De griffier is verhinderd de uitspraak te ondertekenen.
Uitgesproken in het openbaar op 2 december 2020
582-898.
BIJLAGE
Artikel 21
Het is verboden om een woonruimte, behorend tot een met het oog op het behoud of de samenstelling van de woonruimtevoorraad door de gemeenteraad in de huisvestingsverordening aangewezen categorie gebouwen en die gelegen is in een in de huisvestingsverordening aangewezen wijk, zonder vergunning van burgemeester en wethouders:
a. anders dan ten behoeve van de bewoning of het gebruik als kantoor of praktijkruimte door de eigenaar aan de bestemming tot bewoning te onttrekken of onttrokken te houden;
[…]
Huisvestingsverordening Amsterdam 2016
Artikel 3.1.2
[…]
5. Voor het onttrekken aan de bestemming tot bewoning ten behoeve van vakantieverhuur is geen vergunning als bedoeld in artikel 21 van de wet noodzakelijk mits en zolang:
a. de hoofdbewoner de woning feitelijk als hoofdverblijf heeft en ook als zodanig in de basisadministratie staat ingeschreven;
b. vakantieverhuur maximaal 60 dagen per jaar plaatsvindt;
c. aan niet meer dan vier personen per nacht onderdak wordt verleend;
d. geen sprake is van een huurwoning in eigendom van een woningcorporatie, en
e. de hoofdbewoner, elke keer voordat het gebruik ten behoeve vakantieverhuur start, deze wijze van gebruik van de woonruimte door middel van een door burgemeester en wethouders voorgeschreven formulier elektronisch heeft gemeld bij burgemeester en wethouders.
[…]
Artikel 4.2.2
1. Burgemeester en wethouders kunnen een bestuurlijke boete opleggen bij overtreding van de verboden bedoeld artikel 8 en artikel 21 van de wet of handelen in strijd met de voorwaarden of voorschriften bedoeld in artikel 24 van de wet.

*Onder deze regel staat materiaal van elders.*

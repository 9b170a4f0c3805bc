//! Extension-word decoding for the general FPU instruction group.
//!
//! Opcodes of the form `1111 001 000 <ea>` carry a second instruction word
//! whose top three bits select the instruction class. The whole word is
//! decoded up front into an [`FpuOp`], so an unimplemented opmode or
//! format is rejected before any operand is fetched.

use std::fmt;

use crate::addressing::Access;
use crate::error::FpuError;
use crate::format::{DataFormat, OperandFormat};
use crate::timing::CycleCosts;

/// A decoded FPU extension word.
#[derive(Debug, Clone, Copy, PartialEq, Eq)]
pub enum FpuOp {
    /// Arithmetic with a floating register destination.
    General {
        source: Source,
        dst: usize,
        opmode: Opmode,
    },
    /// FMOVE FPn,<ea>
    MoveToMemory { src: usize, format: DataFormat },
    /// FMOVE to or from a control register. `Write` stores the register.
    MoveControl { access: Access, reg: ControlReg },
    /// FMOVEM. `Write` stores registers through -(An), `Read` loads through (An)+.
    Movem { access: Access, list: u8 },
}

/// Source operand of a general FPU instruction.
#[derive(Debug, Clone, Copy, PartialEq, Eq)]
pub enum Source {
    /// Another floating register.
    Register(usize),
    /// A memory, data register or immediate operand in the given format.
    Memory(DataFormat),
}

impl FpuOp {
    /// Decode an extension word. `pc` is the instruction address used in errors.
    pub fn decode(ext: u16, pc: u32) -> Result<Self, FpuError> {
        let subop = (ext >> 13) as u8;
        match subop {
            0 | 2 => Self::decode_general(ext, pc),
            3 => {
                let format = OperandFormat::from_bits((ext >> 10) as u8);
                let format = format.data_format().ok_or(FpuError::UnimplementedFormat {
                    format,
                    access: Access::Write,
                    pc,
                })?;
                Ok(Self::MoveToMemory {
                    src: usize::from((ext >> 7) & 0x07),
                    format,
                })
            }
            4 | 5 => {
                let access = direction(ext);
                let selector = ((ext >> 10) & 0x07) as u8;
                let reg = ControlReg::decode(selector).ok_or(FpuError::UnknownControlRegister {
                    reg: selector,
                    access,
                    pc,
                })?;
                Ok(Self::MoveControl { access, reg })
            }
            6 | 7 => {
                let access = direction(ext);
                let mode = ((ext >> 11) & 0x03) as u8;
                let supported = match access {
                    Access::Write => mode == 0,
                    Access::Read => mode == 2,
                };
                if !supported {
                    return Err(FpuError::UnimplementedMovemMode { mode, access, pc });
                }
                Ok(Self::Movem {
                    access,
                    list: ext as u8,
                })
            }
            _ => Err(FpuError::UnimplementedSubop { subop, pc }),
        }
    }

    fn decode_general(ext: u16, pc: u32) -> Result<Self, FpuError> {
        let rm = ext & 0x4000 != 0;
        let src = ((ext >> 10) & 0x07) as u8;
        let dst = usize::from((ext >> 7) & 0x07);
        let opmode = (ext & 0x7F) as u8;

        let source = if rm {
            let format = OperandFormat::from_bits(src);
            if format == OperandFormat::PackedDynamic {
                return Err(FpuError::UnimplementedSourceSpecifier { specifier: src, pc });
            }
            let format = format.data_format().ok_or(FpuError::UnimplementedFormat {
                format,
                access: Access::Read,
                pc,
            })?;
            Source::Memory(format)
        } else {
            Source::Register(usize::from(src))
        };

        let opmode = Opmode::decode(opmode).ok_or(FpuError::UnimplementedOpmode { opmode, pc })?;
        Ok(Self::General {
            source,
            dst,
            opmode,
        })
    }
}

impl fmt::Display for FpuOp {
    fn fmt(&self, f: &mut fmt::Formatter<'_>) -> fmt::Result {
        match *self {
            Self::General {
                source: Source::Register(src),
                dst,
                opmode,
            } => write!(f, "{}.X FP{src},FP{dst}", opmode.mnemonic()),
            Self::General {
                source: Source::Memory(format),
                dst,
                opmode,
            } => write!(f, "{}.{} <ea>,FP{dst}", opmode.mnemonic(), suffix(format)),
            Self::MoveToMemory { src, format } => {
                write!(f, "FMOVE.{} FP{src},<ea>", suffix(format))
            }
            Self::MoveControl {
                access: Access::Write,
                reg,
            } => write!(f, "FMOVE.L {},<ea>", reg.name()),
            Self::MoveControl {
                access: Access::Read,
                reg,
            } => write!(f, "FMOVE.L <ea>,{}", reg.name()),
            Self::Movem {
                access: Access::Write,
                list,
            } => write!(f, "FMOVEM.X #{list:02X},-(An)"),
            Self::Movem {
                access: Access::Read,
                list,
            } => write!(f, "FMOVEM.X (An)+,#{list:02X}"),
        }
    }
}

const fn suffix(format: DataFormat) -> char {
    match format {
        DataFormat::Long => 'L',
        DataFormat::Single => 'S',
        DataFormat::Word => 'W',
        DataFormat::Double => 'D',
        DataFormat::Byte => 'B',
    }
}

/// Bit 13 set means register to memory.
fn direction(ext: u16) -> Access {
    if ext & 0x2000 != 0 {
        Access::Write
    } else {
        Access::Read
    }
}

/// Arithmetic operation selected by the 7-bit opmode field.
#[derive(Debug, Clone, Copy, PartialEq, Eq)]
pub enum Opmode {
    Move,
    Sqrt,
    Abs,
    Neg,
    Div,
    Add,
    Mul,
    Sub,
    Cmp,
    Tst,
}

impl Opmode {
    #[must_use]
    pub const fn decode(opmode: u8) -> Option<Self> {
        match opmode {
            0x00 => Some(Self::Move),
            0x04 => Some(Self::Sqrt),
            0x18 => Some(Self::Abs),
            0x1A => Some(Self::Neg),
            0x20 => Some(Self::Div),
            0x22 => Some(Self::Add),
            0x23 => Some(Self::Mul),
            0x28 => Some(Self::Sub),
            0x38 => Some(Self::Cmp),
            0x3A => Some(Self::Tst),
            _ => None,
        }
    }

    #[must_use]
    pub const fn mnemonic(self) -> &'static str {
        match self {
            Self::Move => "FMOVE",
            Self::Sqrt => "FSQRT",
            Self::Abs => "FABS",
            Self::Neg => "FNEG",
            Self::Div => "FDIV",
            Self::Add => "FADD",
            Self::Mul => "FMUL",
            Self::Sub => "FSUB",
            Self::Cmp => "FCMP",
            Self::Tst => "FTST",
        }
    }

    /// Cycles charged for this operation.
    #[must_use]
    pub const fn cycles(self, costs: &CycleCosts) -> u32 {
        match self {
            Self::Move => costs.fmove,
            Self::Sqrt => costs.fsqrt,
            Self::Abs => costs.fabs,
            Self::Neg => costs.fneg,
            Self::Div => costs.fdiv,
            Self::Add => costs.fadd,
            Self::Mul => costs.fmul,
            Self::Sub => costs.fsub,
            Self::Cmp => costs.fcmp,
            Self::Tst => costs.ftst,
        }
    }
}

/// FPU control register selected by a single bit of the selector field.
#[derive(Debug, Clone, Copy, PartialEq, Eq)]
pub enum ControlReg {
    Fpiar,
    Fpsr,
    Fpcr,
}

impl ControlReg {
    #[must_use]
    pub const fn decode(selector: u8) -> Option<Self> {
        match selector {
            1 => Some(Self::Fpiar),
            2 => Some(Self::Fpsr),
            4 => Some(Self::Fpcr),
            _ => None,
        }
    }

    #[must_use]
    pub const fn name(self) -> &'static str {
        match self {
            Self::Fpiar => "FPIAR",
            Self::Fpsr => "FPSR",
            Self::Fpcr => "FPCR",
        }
    }
}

2. Burgemeester en wethouders leggen een boete op:
[…]
b. voor de eerste overtreding van artikel 21, aanhef en onder a, b, c of d van de wet overeenkomstig kolom A van de in bijlage 3 genoemde tabel 2;
[…]
In bijlage 3 in kolom A van tabel 2 is vermeld dat het boetebedrag voor het geheel of gedeeltelijk onttrekken van woonruimten aan de woonruimtevoorraad zonder vergunning € 20.500,00 en voor het niet melden van vakantieverhuur of bed&breakfast € 6.000,00 is.